A ces éléments s’ajoutent les obstacles financiers qui freinent la riposte au VIH/sida. « Environ 19,8 milliards de dollars étaient disponibles en 2023 pour les programmes de lutte contre le VIH dans les pays à revenu faible et intermédiaire, soit près de 9,5 milliards de dollars de moins que le montant nécessaire d’ici 2025 », relève Anne-Claire Guichard.
Pour ne rien arranger, « le financement de la lutte contre le VIH a diminué de 5 % entre 2022 et 2023, et de 7,9 % entre 2020 et 2023 », indique le rapport.
Enfants et femmes
Parmi les principales victimes de ces défaillances se trouvent les enfants et les femmes.

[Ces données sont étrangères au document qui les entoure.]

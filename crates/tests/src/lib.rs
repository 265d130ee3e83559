//! Integration tests for the mipsim MIPS-I simulator.
//!
//! This crate demonstrates the complete pipeline:
//! 1. Encode a MIPS-I program
//! 2. Load it as a raw big-endian image
//! 3. Execute it against a scripted console
//! 4. Check the exit status and console output

pub mod encode;
pub mod pipeline;
pub mod programs;
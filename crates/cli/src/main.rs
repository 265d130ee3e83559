//! mipsim CLI: execute raw big-endian MIPS-I binary images.
//!
//! The simulated program owns stdin and stdout through the memory-mapped
//! character device, so all driver diagnostics go to stderr.

use clap::Parser;
use std::fs;
use std::path::PathBuf;
use std::process;
use std::time::Instant;

use mipsim_executor::{Cpu, Image};

/// User-mode simulator for big-endian MIPS-I binaries.
#[derive(Parser)]
#[command(name = "simulator")]
#[command(version = "0.1.0")]
#[command(about = "Execute a raw big-endian MIPS-I instruction image", long_about = None)]
struct Cli {
    /// Path to the program image (raw 4-byte big-endian instruction words).
    bin: Option<PathBuf>,

    /// Maximum number of instructions to execute.
    #[arg(long, value_name = "NUM")]
    max_steps: Option<u64>,

    /// Print a run summary to stderr on exit.
    #[arg(long)]
    verbose: bool,
}

fn main() {
    let cli = Cli::parse();

    // Invoked with no image: nothing to do.
    let bin = match cli.bin {
        Some(path) => path,
        None => return,
    };

    let data = match fs::read(&bin) {
        Ok(data) => data,
        Err(e) => {
            eprintln!("error reading {}: {}", bin.display(), e);
            process::exit(1);
        }
    };

    let image = Image::parse(&data);
    let mut cpu = Cpu::new();
    if let Err(e) = cpu.load_image(&image) {
        eprintln!("{}", e);
        process::exit(e.exit_code());
    }

    let start = Instant::now();
    let result = cpu.run(cli.max_steps);

    if cli.verbose {
        eprintln!(
            "executed {} instructions in {:?}",
            cpu.cycles(),
            start.elapsed()
        );
    }

    match result {
        Ok(status) => process::exit(status as i32),
        Err(e) => {
            eprintln!("{}", e);
            process::exit(e.exit_code());
        }
    }
}
pub fn assemble_mfhi(rd: u8) -> u32 {
    assemble_r(funct::MFHI, rd, 0, 0, 0)
}

pub fn assemble_mflo(rd: u8) -> u32 {
    assemble_r(funct::MFLO, rd, 0, 0, 0)
}

pub fn assemble_mthi(rs: u8) -> u32 {
    assemble_r(funct::MTHI, 0, rs, 0, 0)
}

pub fn assemble_mtlo(rs: u8) -> u32 {
    assemble_r(funct::MTLO, 0, rs, 0, 0)
}

pub fn assemble_jr(rs: u8) -> u32 {
    assemble_r(funct::JR, 0, rs, 0, 0)
}

pub fn assemble_jalr(rd: u8, rs: u8) -> u32 {
    assemble_r(funct::JALR, rd, rs, 0, 0)
}

pub fn assemble_j(target: u32) -> u32 {
    assemble_jump(opcode::J, target)
}

pub fn assemble_jal(target: u32) -> u32 {
    assemble_jump(opcode::JAL, target)
}

pub fn assemble_beq(rs: u8, rt: u8, offset: i16) -> u32 {
    assemble_i(opcode::BEQ, rt, rs, offset as u16)
}

pub fn assemble_bne(rs: u8, rt: u8, offset: i16) -> u32 {
    assemble_i(opcode::BNE, rt, rs, offset as u16)
}

pub fn assemble_blez(rs: u8, offset: i16) -> u32 {
    assemble_i(opcode::BLEZ, 0, rs, offset as u16)
}

pub fn assemble_bgtz(rs: u8, offset: i16) -> u32 {
    assemble_i(opcode::BGTZ, 0, rs, offset as u16)
}

pub fn assemble_bltz(rs: u8, offset: i16) -> u32 {
    assemble_regimm(regimm::BLTZ, rs, offset)
}

pub fn assemble_bgez(rs: u8, offset: i16) -> u32 {
    assemble_regimm(regimm::BGEZ, rs, offset)
}

pub fn assemble_bltzal(rs: u8, offset: i16) -> u32 {
    assemble_regimm(regimm::BLTZAL, rs, offset)
}

pub fn assemble_lb(rt: u8, base: u8, offset: i16) -> u32 {
    assemble_i(opcode::LB, rt, base, offset as u16)
}

pub fn assemble_lbu(rt: u8, base: u8, offset: i16) -> u32 {
    assemble_i(opcode::LBU, rt, base, offset as u16)
}

pub fn assemble_lh(rt: u8, base: u8, offset: i16) -> u32 {
    assemble_i(opcode::LH, rt, base, offset as u16)
}

pub fn assemble_lhu(rt: u8, base: u8, offset: i16) -> u32 {
    assemble_i(opcode::LHU, rt, base, offset as u16)
}

pub fn assemble_lw(rt: u8, base: u8, offset: i16) -> u32 {
    assemble_i(opcode::LW, rt, base, offset as u16)
}

pub fn assemble_lwl(rt: u8, base: u8, offset: i16) -> u32 {
    assemble_i(opcode::LWL, rt, base, offset as u16)
}

pub fn assemble_lwr(rt: u8, base: u8, offset: i16) -> u32 {
    assemble_i(opcode::LWR, rt, base, offset as u16)
}

pub fn assemble_sb(rt: u8, base: u8, offset: i16) -> u32 {
    assemble_i(opcode::SB, rt, base, offset as u16)
}

pub fn assemble_sh(rt: u8, base: u8, offset: i16) -> u32 {
    assemble_i(opcode::SH, rt, base, offset as u16)
}

pub fn assemble_sw(rt: u8, base: u8, offset: i16) -> u32 {
    assemble_i(opcode::SW, rt, base, offset as u16)
}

Chaque semaine, apprend-on, 4 000 adolescentes et jeunes femmes âgées de 15 à 24 ans ont contracté le VIH dans le monde en 2023. Et 3 100 de ces infections sont survenues en Afrique subsaharienne.
A titre d’illustration, indique Anne-Claire Guichard, « en Afrique occidentale et centrale, un peu plus d’un tiers (35 %) des enfants vivant avec le VIH recevaient un traitement en 2023. La région abrite 20 % des femmes enceintes vivant avec le VIH dans le monde, mais près de la moitié d’entre elles (46 %) ne sont pas sous traitement ».
D’où l’analyse de Fogué Foguito : « le poids de l’épidémie chez les enfants et adolescents est une faute morale pour nous tous. Chacun doit se poser la question de savoir comment il peut ou il va faire pour apporter sa modeste contribution pour inverser cette tendance ».
Ce dernier regrette que la volonté politique réelle ne soit presque jamais « allée au-delà des discours et sommets dans les grands hôtels ou centres de conférences. »
Aussi le rapport recommande-t-il de mettre en place « une riposte durable ». Laquelle, décrit Anne-Claire Guichard, « doit être fondée sur des données, s’appuyer sur des systèmes nationaux intégrés solides garantissant un accès équitable aux services et aux innovations et s’appuyant sur une volonté politique, en plus d’être entièrement financée ».
Prévention
Ce d’autant plus que le rapport prévoit qu’il y aura toujours 30 millions ou 46 millions de personnes vivant avant le VIH/sida dans le monde en 2050 selon que les objectifs fixés pour 2025 ( à savoir moins de 370 000 infections par an) seront atteints ou pas.
Dans un communiqué de presse, le Fonds mondial de lutte contre le paludisme, le VIH/sida et la tuberculose insiste sur le fait que le rapport 2024 de l’ONUSIDA souligne la nécessité « urgente » d’accélérer les progrès en matière de prévention du VIH.
« La prévention doit être au premier plan de nos efforts. Pour lutter efficacement contre l’épidémie de VIH, nous devons éliminer les barrières qui entravent l’accès aux services de prévention, en particulier pour les populations marginalisées », peut-on lire.
Pour cette organisation, « un exemple prometteur d’innovation en matière de prévention est l’introduction et la distribution d’anneaux vaginaux à dapivirine (anneaux PrEP). Ces anneaux PrEP, qui libèrent des médicaments antirétroviraux, offrent aux femmes une méthode discrète et efficace de prévention du VIH ».
L’ONUSIDA pense qu’en agissant dès maintenant, les dirigeants du monde peuvent parvenir à éliminer le VIH/sida comme menace de santé publique d’ici 2030.